▶ DATA RECORDS:
···

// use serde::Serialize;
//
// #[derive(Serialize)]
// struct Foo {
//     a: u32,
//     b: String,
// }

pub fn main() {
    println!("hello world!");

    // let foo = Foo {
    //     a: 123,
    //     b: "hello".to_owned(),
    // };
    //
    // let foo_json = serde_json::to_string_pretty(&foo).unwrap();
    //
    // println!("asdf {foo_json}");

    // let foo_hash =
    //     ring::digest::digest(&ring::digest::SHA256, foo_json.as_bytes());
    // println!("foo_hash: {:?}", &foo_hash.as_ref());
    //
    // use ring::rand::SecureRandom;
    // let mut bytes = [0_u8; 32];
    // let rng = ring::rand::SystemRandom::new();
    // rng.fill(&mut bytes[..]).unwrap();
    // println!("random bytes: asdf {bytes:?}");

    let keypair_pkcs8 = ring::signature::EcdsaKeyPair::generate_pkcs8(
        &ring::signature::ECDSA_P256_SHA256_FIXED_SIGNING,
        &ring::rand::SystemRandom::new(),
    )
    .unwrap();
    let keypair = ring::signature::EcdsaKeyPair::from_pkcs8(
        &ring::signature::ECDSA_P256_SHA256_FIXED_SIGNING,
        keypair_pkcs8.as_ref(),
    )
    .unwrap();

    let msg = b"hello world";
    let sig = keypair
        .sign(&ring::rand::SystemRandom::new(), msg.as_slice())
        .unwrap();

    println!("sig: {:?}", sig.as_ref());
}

···

▶ TASK DIRECTIONS:
Take the line containing "rng = ring::rand::SystemRandom::new();" as the first line and the last line of the data above as the final one. Write out these lines and all between them exactly.

▶ EXERCISE RESPONSE:
    // let rng = ring::rand::SystemRandom::new();
    // rng.fill(&mut bytes[..]).unwrap();
    // println!("random bytes: asdf {bytes:?}");

    let keypair_pkcs8 = ring::signature::EcdsaKeyPair::generate_pkcs8(
        &ring::signature::ECDSA_P256_SHA256_FIXED_SIGNING,
        &ring::rand::SystemRandom::new(),
    )
    .unwrap();
    let keypair = ring::signature::EcdsaKeyPair::from_pkcs8(
        &ring::signature::ECDSA_P256_SHA256_FIXED_SIGNING,
        keypair_pkcs8.as_ref(),
    )
    .unwrap();

    let msg = b"hello world";
    let sig = keypair
        .sign(&ring::rand::SystemRandom::new(), msg.as_slice())
        .unwrap();

    println!("sig: {:?}", sig.as_ref());
}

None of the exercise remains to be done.